As shown in the above example, the risk index for this particular CT exam (and in fact for the majority of CT exams) is extremely small compared to other risk factors and well in line with other imaging examinations [34, 42]. From our clinical practice, we have found the opportunity to effectively communicate the (small) amount of risk associated with a justified imaging exam provides a beneficial perspective for the patient as to how small the risk might be (emphasizing the indexing element of the risk quantification in reference to a population of like individuals) in comparison to the significant potential clinical benefits of such an exam. Nonetheless, providing an index to reflect some likelihood of harm allows means by which to potentially better understand all aspects (benefits and potential risks) of an examination. Conversely, not being able to speak to relevant patients and families/caregivers (recognizing that the need and circumstances for such will vary) about the risk or use metrics that are nonintuitive (e.g., CTDI) can be misunderstood as a lack of knowledge, a lack of transparency or a perception that the risk is higher than it actually is.
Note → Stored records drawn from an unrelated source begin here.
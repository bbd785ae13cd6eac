//! Storage backends: one per configured bucket.
//!
//! A backend owns its bucket credentials and policy knobs and shares the
//! process-wide object cache. `open` consults the cache first, enforcing the
//! backend's freshness window, and otherwise fetches, buffers, and admits
//! the object. Oversized objects are streamed straight through uncached.

use async_trait::async_trait;
use bytes::{Bytes, BytesMut};
use std::sync::Arc;
use std::time::{Duration, SystemTime};
use tokio::io::AsyncReadExt;
use tracing::{debug, info, warn};

use super::fetcher::{FetchedObject, ObjectFetcher, S3Fetcher};
use super::file::BackendFile;
use super::ObjectFs;
use crate::cache::{CachedObject, ObjectCache};
use crate::config::S3BackendConfig;
use crate::context::RequestContext;
use crate::error::{DienerError, Result};

pub struct StorageBackend {
    config: S3BackendConfig,
    max_age: Duration,
    fetcher: Arc<dyn ObjectFetcher>,
    cache: Arc<ObjectCache>,
}

impl StorageBackend {
    pub fn new(config: S3BackendConfig, cache: Arc<ObjectCache>) -> Self {
        let fetcher = Arc::new(S3Fetcher::new(&config));
        Self::with_fetcher(config, cache, fetcher)
    }

    /// Construct with a caller-supplied fetcher.
    pub fn with_fetcher(
        config: S3BackendConfig,
        cache: Arc<ObjectCache>,
        fetcher: Arc<dyn ObjectFetcher>,
    ) -> Self {
        let max_age = config.effective_max_age();
        Self {
            config,
            max_age,
            fetcher,
            cache,
        }
    }

    pub fn bucket(&self) -> &str {
        &self.config.bucket_name
    }

    async fn fetch(&self, name: &str, ctx: &RequestContext) -> Result<FetchedObject> {
        tokio::select! {
            biased;
            _ = ctx.cancelled() => Err(DienerError::Cancelled),
            result = self.fetcher.get(&self.config.bucket_name, name) => result,
        }
    }

    /// Drain the body into memory in `transfer_buf_size` chunks.
    async fn buffer_body(&self, fetched: FetchedObject, ctx: &RequestContext) -> Result<Bytes> {
        let mut reader = fetched.reader;
        let mut body = BytesMut::with_capacity(fetched.declared_len.max(0) as usize);
        let mut chunk = vec![0u8; self.config.transfer_buf_size.max(1)];
        loop {
            let n = tokio::select! {
                biased;
                _ = ctx.cancelled() => return Err(DienerError::Cancelled),
                read = reader.read(&mut chunk) => read?,
            };
            if n == 0 {
                break;
            }
            body.extend_from_slice(&chunk[..n]);
        }
        Ok(body.freeze())
    }
}

#[async_trait]
impl ObjectFs for StorageBackend {
    async fn open(&self, name: &str, ctx: &RequestContext) -> Result<BackendFile> {
        let name = name.strip_prefix('/').unwrap_or(name);
        let bucket = self.bucket();

        if let Some(entry) = self.cache.get(name).await {
            let age = entry.fetched.elapsed();
            if age > self.max_age {
                info!(component = "s3-backend", bucket, name, age_secs = age.as_secs(), "cache hit but expired");
                self.cache.delete(name).await;
            } else {
                debug!(component = "s3-backend", bucket, name, size = entry.data.len(), "cache hit");
                return Ok(BackendFile::cached(name, entry));
            }
        }

        let fetched = match self.fetch(name, ctx).await {
            Ok(fetched) => fetched,
            Err(err) => {
                // Upstream failures are not distinguished toward the client.
                warn!(component = "s3-backend", bucket, name, error = %err, "get object failed");
                return Err(DienerError::NotFound(name.to_string()));
            }
        };

        if fetched.declared_len > self.config.max_object_size {
            warn!(
                component = "s3-backend",
                bucket,
                name,
                size = fetched.declared_len,
                limit = self.config.max_object_size,
                "object exceeds size limit, streaming uncached"
            );
            let FetchedObject {
                reader,
                declared_len,
            } = fetched;
            return Ok(BackendFile::direct(
                name,
                reader,
                declared_len,
                SystemTime::now(),
            ));
        }

        let data = self.buffer_body(fetched, ctx).await?;
        let entry = Arc::new(CachedObject::new(name, data));
        let cost = entry.cost();
        if !self.cache.put(name.to_string(), Arc::clone(&entry), cost).await {
            warn!(component = "s3-backend", bucket, name, cost, "cache refused admission");
        }
        info!(component = "s3-backend", bucket, name, size = entry.declared_len, "cache miss");
        Ok(BackendFile::cached(name, entry))
    }
}

#[cfg(test)]
mod tests {
    use super::*;
    use crate::config::CacheConfig;
    use parking_lot::Mutex;
    use std::collections::HashMap;
    use std::io::SeekFrom;
    use std::sync::atomic::{AtomicUsize, Ordering};

    /// In-memory fetcher standing in for the S3 SDK.
    struct MemoryFetcher {
        objects: HashMap<String, Vec<u8>>,
        declared: HashMap<String, i64>,
        calls: AtomicUsize,
        last_key: Mutex<Option<String>>,
        fail: bool,
    }

    impl MemoryFetcher {
        fn new(objects: &[(&str, &[u8])]) -> Self {
            Self {
                objects: objects
                    .iter()
                    .map(|(k, v)| (k.to_string(), v.to_vec()))
                    .collect(),
                declared: HashMap::new(),
                calls: AtomicUsize::new(0),
                last_key: Mutex::new(None),
                fail: false,
            }
        }

        fn failing() -> Self {
            let mut fetcher = Self::new(&[]);
            fetcher.fail = true;
            fetcher
        }

        fn declare(mut self, key: &str, len: i64) -> Self {
            self.declared.insert(key.to_string(), len);
            self
        }

        fn calls(&self) -> usize {
            self.calls.load(Ordering::SeqCst)
        }
    }

    #[async_trait]
    impl ObjectFetcher for MemoryFetcher {
        async fn get(&self, _bucket: &str, key: &str) -> Result<FetchedObject> {
            self.calls.fetch_add(1, Ordering::SeqCst);
            *self.last_key.lock() = Some(key.to_string());
            if self.fail {
                return Err(DienerError::Transport("connection refused".to_string()));
            }
            let data = self
                .objects
                .get(key)
                .ok_or_else(|| DienerError::NotFound(key.to_string()))?
                .clone();
            let declared_len = self
                .declared
                .get(key)
                .copied()
                .unwrap_or(data.len() as i64);
            Ok(FetchedObject {
                reader: Box::new(std::io::Cursor::new(data)),
                declared_len,
            })
        }
    }

    fn backend_with(
        fetcher: Arc<MemoryFetcher>,
        max_object_size: i64,
        max_age: Duration,
    ) -> (StorageBackend, Arc<ObjectCache>) {
        let cache = Arc::new(ObjectCache::new(CacheConfig {
            max_size_bytes: 1 << 20,
            max_entries: 64,
        }));
        let config = S3BackendConfig {
            bucket_name: "assets".to_string(),
            endpoint: None,
            region: None,
            access_key: "ak".to_string(),
            secret_key: "sk".to_string(),
            max_object_size,
            transfer_buf_size: 8,
            max_age,
        };
        let backend = StorageBackend::with_fetcher(config, Arc::clone(&cache), fetcher);
        (backend, cache)
    }

    async fn read_all(file: &mut BackendFile) -> Vec<u8> {
        let mut out = Vec::new();
        let mut buf = [0u8; 16];
        loop {
            let n = file.read(&mut buf).await.unwrap();
            if n == 0 {
                break;
            }
            out.extend_from_slice(&buf[..n]);
        }
        out
    }

    #[tokio::test]
    async fn test_cache_hit_after_miss() {
        let fetcher = Arc::new(MemoryFetcher::new(&[("a/b", b"x".repeat(100).as_slice())]));
        let (backend, _cache) = backend_with(Arc::clone(&fetcher), 1 << 16, Duration::from_secs(60));
        let ctx = RequestContext::new();

        let mut first = backend.open("/a/b", &ctx).await.unwrap();
        assert_eq!(read_all(&mut first).await.len(), 100);
        assert_eq!(fetcher.calls(), 1);

        let mut second = backend.open("/a/b", &ctx).await.unwrap();
        assert_eq!(read_all(&mut second).await, b"x".repeat(100));
        assert_eq!(fetcher.calls(), 1, "second open must be served from cache");
    }

    #[tokio::test]
    async fn test_leading_slash_stripped_once() {
        let fetcher = Arc::new(MemoryFetcher::new(&[("k", b"v")]));
        let (backend, cache) = backend_with(Arc::clone(&fetcher), 1 << 16, Duration::from_secs(60));
        let ctx = RequestContext::new();

        backend.open("/k", &ctx).await.unwrap();
        assert_eq!(fetcher.last_key.lock().as_deref(), Some("k"));
        assert!(cache.get("k").await.is_some(), "cache keyed by stripped name");
    }

    #[tokio::test]
    async fn test_ttl_expiry_refetches() {
        let fetcher = Arc::new(MemoryFetcher::new(&[("k", b"0123456789")]));
        let (backend, cache) = backend_with(Arc::clone(&fetcher), 1 << 16, Duration::from_millis(40));
        let ctx = RequestContext::new();

        backend.open("/k", &ctx).await.unwrap();
        assert_eq!(fetcher.calls(), 1);

        tokio::time::sleep(Duration::from_millis(80)).await;
        backend.open("/k", &ctx).await.unwrap();
        assert_eq!(fetcher.calls(), 2, "expired entry must be refetched");
        assert!(cache.get("k").await.is_some(), "replacement entry admitted");
    }

    #[tokio::test]
    async fn test_oversize_passthrough() {
        let body = vec![7u8; 4096];
        let fetcher = Arc::new(MemoryFetcher::new(&[("big", body.as_slice())]));
        let (backend, cache) = backend_with(Arc::clone(&fetcher), 1024, Duration::from_secs(60));
        let ctx = RequestContext::new();

        let mut file = backend.open("/big", &ctx).await.unwrap();
        assert!(matches!(file, BackendFile::Direct(_)));
        assert!(cache.get("big").await.is_none(), "oversized objects are never cached");
        assert!(matches!(
            file.seek(SeekFrom::Start(10)),
            Err(DienerError::Invalid(_))
        ));
        assert_eq!(read_all(&mut file).await, body);
    }

    #[tokio::test]
    async fn test_transport_error_collapses_to_not_found() {
        let fetcher = Arc::new(MemoryFetcher::failing());
        let (backend, _cache) = backend_with(fetcher, 1 << 16, Duration::from_secs(60));
        let ctx = RequestContext::new();

        let err = backend.open("/k", &ctx).await.unwrap_err();
        assert!(err.is_not_found());
    }

    #[tokio::test]
    async fn test_empty_object_is_cacheable() {
        let fetcher = Arc::new(MemoryFetcher::new(&[("empty", b"")]));
        let (backend, cache) = backend_with(Arc::clone(&fetcher), 1 << 16, Duration::from_secs(60));
        let ctx = RequestContext::new();

        let file = backend.open("/empty", &ctx).await.unwrap();
        assert_eq!(file.stat().size, 0);
        assert!(cache.get("empty").await.is_some());

        backend.open("/empty", &ctx).await.unwrap();
        assert_eq!(fetcher.calls(), 1);
    }

    #[tokio::test]
    async fn test_declared_length_mismatch_uses_received_bytes() {
        // Store declares 100 bytes but delivers 4; the entry answers for
        // what was actually buffered.
        let fetcher = Arc::new(MemoryFetcher::new(&[("k", b"abcd")]).declare("k", 100));
        let (backend, cache) = backend_with(fetcher, 1 << 16, Duration::from_secs(60));
        let ctx = RequestContext::new();

        let file = backend.open("/k", &ctx).await.unwrap();
        assert_eq!(file.stat().size, 4);
        assert_eq!(cache.get("k").await.unwrap().declared_len, 4);
    }

    #[tokio::test]
    async fn test_cancelled_context_aborts_fetch() {
        let fetcher = Arc::new(MemoryFetcher::new(&[("k", b"v")]));
        let (backend, _cache) = backend_with(Arc::clone(&fetcher), 1 << 16, Duration::from_secs(60));
        let ctx = RequestContext::new();
        ctx.cancel();

        let err = backend.open("/k", &ctx).await.unwrap_err();
        assert!(err.is_not_found());
        assert_eq!(fetcher.calls(), 0, "cancelled request must not hit the store");
    }
}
This is also not a call to discuss risk in every scenario, but to have the ability for more accurate (e.g., using organ doses for effective dose determination) and relevant dialogues (risk as opposed to dose) when needed.

For chest scans, the k factor reported in our study is consistent with data from others. Dougeni et al. [31] utilized thermoluminescent dosimeters (TLD) to measure dose received by four pediatric anthropomorphic phantoms representing ages 0, 5, 10 and 15 years old. Our results were within 12% of those results as shown in Fig. 1. Our results are further generally consistent with earlier work by Alessio and Phillips [40] but with additional provisions in the current study for both patient age and size to be independent input parameters. This was made possible by the variability in the atlas of the patient models deployed in the study. In terms of effective dose comparisons, we again acknowledge that effective dose estimated in this study does not follow the ICRP definition [14] based on a hermaphrodite reference phantom. In fact, the concept is stated as being only applicable to assess radiation burden to radiation workers. However, current medical literature and guidelines frequently use effective dose to state the radiation dose to a patient [43]. This use is primarily due to the lack of a better existing metric to compare individual radiation burdens across imaging modalities or with background exposures.

Certain limitations of this study are noted. While these data are generalized to two widely used CT systems and representative protocols, their applicability to other systems and varying protocols (and kVp) would require verification. The study further included only body protocols. The investigation could be extended to other examinations including those of extremities, brain or cervical spine. The risk model used was based on lifetime attributable risk of cancer incidence, not mortality. Mortality-based risk requires additional information and conversion factors. This study also pertained only to estimates/indices for dose and risk of CT exams and not their benefit [44], a topic that requires a thorough methodology and study of its own.

Conclusion

In this study, we implemented whole-body radiation risk metrics for pediatric chest and abdominopelvic CT scans. These metrics, when normalized by DLP, show a strong exponential relationship with patient characteristic (age and size), with small differences between the two scanner models. The reported correlation relationships can be used to more efficiently and accurately characterize risk when needed in clinical practice for pediatric body CT. The methodology also provides a perspective more closely aligned with risk than current CT dose metrics for dose optimization and protocol design.